▶ [TASK DETAILS] Show every line in the entries below where the word "models" appears.

▶ [DATA PROVIDED]
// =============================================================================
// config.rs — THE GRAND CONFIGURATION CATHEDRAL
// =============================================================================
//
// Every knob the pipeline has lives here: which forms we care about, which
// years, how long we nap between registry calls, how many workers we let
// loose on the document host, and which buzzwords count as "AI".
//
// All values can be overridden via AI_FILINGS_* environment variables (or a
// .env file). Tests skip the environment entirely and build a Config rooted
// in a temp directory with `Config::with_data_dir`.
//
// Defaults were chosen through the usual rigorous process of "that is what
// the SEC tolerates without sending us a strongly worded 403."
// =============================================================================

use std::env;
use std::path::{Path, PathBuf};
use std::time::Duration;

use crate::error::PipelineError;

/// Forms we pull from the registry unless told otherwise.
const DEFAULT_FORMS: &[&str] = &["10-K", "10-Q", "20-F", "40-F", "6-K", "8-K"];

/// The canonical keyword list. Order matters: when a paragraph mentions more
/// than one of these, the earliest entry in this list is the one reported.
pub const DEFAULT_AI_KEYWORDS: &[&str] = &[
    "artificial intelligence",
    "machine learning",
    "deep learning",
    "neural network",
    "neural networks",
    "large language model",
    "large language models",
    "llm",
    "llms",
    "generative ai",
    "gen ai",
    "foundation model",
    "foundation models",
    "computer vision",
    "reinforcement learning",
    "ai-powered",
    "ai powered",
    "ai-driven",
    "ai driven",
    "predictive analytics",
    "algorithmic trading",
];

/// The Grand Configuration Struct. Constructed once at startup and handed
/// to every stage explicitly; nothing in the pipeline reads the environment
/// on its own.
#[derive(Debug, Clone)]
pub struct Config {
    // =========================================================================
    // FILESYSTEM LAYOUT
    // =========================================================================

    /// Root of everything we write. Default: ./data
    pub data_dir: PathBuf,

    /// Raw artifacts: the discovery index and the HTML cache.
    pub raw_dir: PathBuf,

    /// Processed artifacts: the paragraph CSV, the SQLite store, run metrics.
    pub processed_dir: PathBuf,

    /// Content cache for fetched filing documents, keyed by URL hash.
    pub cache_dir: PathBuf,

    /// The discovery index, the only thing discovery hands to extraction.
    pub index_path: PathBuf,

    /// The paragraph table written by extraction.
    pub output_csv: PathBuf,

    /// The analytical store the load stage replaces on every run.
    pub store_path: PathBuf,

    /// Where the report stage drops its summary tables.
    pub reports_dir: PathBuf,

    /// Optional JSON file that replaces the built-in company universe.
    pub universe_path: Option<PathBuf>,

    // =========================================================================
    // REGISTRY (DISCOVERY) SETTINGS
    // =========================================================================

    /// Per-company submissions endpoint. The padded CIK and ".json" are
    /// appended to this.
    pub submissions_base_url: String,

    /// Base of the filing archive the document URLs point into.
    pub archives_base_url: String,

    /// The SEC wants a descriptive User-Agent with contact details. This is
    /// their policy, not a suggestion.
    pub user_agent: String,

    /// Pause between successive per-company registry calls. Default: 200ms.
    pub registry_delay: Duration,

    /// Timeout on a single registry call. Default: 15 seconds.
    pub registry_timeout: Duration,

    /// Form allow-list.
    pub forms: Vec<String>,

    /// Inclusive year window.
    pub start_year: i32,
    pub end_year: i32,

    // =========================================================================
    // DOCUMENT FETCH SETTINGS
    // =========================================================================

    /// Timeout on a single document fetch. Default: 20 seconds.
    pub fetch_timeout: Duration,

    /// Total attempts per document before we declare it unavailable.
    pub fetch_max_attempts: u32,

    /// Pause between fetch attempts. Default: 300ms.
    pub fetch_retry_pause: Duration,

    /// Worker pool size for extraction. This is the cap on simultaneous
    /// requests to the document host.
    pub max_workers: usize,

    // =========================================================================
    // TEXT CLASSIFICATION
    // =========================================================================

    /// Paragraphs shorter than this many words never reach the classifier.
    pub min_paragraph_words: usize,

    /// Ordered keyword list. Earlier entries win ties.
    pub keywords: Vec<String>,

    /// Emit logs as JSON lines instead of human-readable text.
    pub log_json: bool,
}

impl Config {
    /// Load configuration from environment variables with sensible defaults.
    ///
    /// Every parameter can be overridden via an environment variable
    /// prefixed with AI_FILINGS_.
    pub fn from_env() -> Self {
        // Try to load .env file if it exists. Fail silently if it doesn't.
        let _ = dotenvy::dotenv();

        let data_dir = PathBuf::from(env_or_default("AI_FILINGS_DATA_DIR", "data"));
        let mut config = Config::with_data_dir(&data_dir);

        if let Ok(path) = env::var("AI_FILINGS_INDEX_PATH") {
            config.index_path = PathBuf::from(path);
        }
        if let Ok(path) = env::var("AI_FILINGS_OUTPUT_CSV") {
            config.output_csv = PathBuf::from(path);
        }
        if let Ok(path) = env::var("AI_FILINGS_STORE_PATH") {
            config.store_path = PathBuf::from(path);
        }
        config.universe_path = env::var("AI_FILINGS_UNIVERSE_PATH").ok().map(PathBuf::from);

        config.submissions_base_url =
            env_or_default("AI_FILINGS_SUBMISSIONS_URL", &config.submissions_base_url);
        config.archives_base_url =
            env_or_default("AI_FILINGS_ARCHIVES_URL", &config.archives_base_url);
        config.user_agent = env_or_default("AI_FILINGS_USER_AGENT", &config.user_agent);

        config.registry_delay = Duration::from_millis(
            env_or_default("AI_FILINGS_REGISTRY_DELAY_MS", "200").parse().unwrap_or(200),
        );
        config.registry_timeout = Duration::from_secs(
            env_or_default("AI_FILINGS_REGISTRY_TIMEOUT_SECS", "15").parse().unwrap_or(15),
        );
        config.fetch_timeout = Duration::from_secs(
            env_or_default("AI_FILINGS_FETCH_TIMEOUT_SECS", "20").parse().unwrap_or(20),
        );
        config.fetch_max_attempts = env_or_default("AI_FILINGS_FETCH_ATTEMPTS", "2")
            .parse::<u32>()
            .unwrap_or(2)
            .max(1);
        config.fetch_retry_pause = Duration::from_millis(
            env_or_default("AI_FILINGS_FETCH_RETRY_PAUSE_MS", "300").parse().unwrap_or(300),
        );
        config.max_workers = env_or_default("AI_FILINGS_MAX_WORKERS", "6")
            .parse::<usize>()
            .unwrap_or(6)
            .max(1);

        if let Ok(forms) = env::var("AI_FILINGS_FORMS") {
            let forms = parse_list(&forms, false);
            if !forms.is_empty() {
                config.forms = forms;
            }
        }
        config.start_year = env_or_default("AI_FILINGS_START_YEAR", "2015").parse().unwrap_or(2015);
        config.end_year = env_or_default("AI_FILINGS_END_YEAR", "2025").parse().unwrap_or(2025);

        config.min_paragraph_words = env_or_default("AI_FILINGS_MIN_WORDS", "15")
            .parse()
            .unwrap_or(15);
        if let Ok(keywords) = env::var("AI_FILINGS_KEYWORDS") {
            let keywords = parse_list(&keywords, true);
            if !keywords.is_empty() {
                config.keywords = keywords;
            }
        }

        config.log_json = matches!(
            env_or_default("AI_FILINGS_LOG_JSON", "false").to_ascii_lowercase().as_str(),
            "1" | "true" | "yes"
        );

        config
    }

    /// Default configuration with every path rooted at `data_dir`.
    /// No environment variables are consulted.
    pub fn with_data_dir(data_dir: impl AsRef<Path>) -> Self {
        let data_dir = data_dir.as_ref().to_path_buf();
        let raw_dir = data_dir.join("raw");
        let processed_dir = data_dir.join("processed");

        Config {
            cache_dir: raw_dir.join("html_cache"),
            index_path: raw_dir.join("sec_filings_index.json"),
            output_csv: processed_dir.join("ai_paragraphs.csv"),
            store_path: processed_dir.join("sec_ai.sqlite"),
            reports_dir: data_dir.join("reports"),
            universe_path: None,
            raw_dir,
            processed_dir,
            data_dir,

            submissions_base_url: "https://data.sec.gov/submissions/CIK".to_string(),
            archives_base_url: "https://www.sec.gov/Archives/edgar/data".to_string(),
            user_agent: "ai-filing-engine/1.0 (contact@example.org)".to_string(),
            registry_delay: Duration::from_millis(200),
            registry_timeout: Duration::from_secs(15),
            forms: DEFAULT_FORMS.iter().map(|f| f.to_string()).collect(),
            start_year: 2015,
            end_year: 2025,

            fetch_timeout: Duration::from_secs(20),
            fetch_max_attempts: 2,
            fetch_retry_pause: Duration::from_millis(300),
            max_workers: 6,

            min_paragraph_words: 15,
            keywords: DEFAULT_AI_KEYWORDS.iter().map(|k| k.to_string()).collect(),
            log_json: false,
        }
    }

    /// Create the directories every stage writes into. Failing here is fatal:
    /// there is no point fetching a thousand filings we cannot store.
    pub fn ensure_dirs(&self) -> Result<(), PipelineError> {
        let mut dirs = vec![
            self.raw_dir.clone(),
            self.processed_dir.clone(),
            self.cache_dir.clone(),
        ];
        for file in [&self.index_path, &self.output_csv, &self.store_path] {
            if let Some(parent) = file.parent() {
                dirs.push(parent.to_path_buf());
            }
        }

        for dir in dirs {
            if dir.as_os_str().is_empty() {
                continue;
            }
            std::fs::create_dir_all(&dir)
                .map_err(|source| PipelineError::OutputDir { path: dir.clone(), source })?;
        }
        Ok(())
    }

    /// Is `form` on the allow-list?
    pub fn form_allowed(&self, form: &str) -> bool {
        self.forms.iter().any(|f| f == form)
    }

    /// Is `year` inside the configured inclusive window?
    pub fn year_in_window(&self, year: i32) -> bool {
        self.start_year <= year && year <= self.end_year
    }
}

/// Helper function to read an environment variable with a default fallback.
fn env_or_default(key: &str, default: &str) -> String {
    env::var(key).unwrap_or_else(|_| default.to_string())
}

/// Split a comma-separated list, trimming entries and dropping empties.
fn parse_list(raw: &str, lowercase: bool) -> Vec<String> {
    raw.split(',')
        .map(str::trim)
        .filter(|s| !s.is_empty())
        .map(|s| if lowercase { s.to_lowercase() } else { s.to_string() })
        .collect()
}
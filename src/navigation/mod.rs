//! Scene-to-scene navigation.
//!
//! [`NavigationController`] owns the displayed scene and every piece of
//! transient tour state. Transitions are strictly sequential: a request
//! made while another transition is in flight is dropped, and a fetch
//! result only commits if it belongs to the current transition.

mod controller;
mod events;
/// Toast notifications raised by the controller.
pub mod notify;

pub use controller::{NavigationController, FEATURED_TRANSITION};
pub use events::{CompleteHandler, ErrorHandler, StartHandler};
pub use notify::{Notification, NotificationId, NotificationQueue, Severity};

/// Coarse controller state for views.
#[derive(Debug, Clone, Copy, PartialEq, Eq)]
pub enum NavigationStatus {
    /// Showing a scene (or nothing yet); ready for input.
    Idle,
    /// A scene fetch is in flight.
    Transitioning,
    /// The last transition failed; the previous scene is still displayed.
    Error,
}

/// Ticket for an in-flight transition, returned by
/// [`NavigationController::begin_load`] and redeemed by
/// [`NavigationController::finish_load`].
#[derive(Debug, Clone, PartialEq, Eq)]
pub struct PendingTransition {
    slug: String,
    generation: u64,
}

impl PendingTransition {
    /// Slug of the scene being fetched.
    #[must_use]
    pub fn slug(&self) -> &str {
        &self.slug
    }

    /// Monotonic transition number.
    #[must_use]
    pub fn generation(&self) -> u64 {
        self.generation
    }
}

▶ [EXERCISE ANSWER]
    "large language models",
    "foundation models",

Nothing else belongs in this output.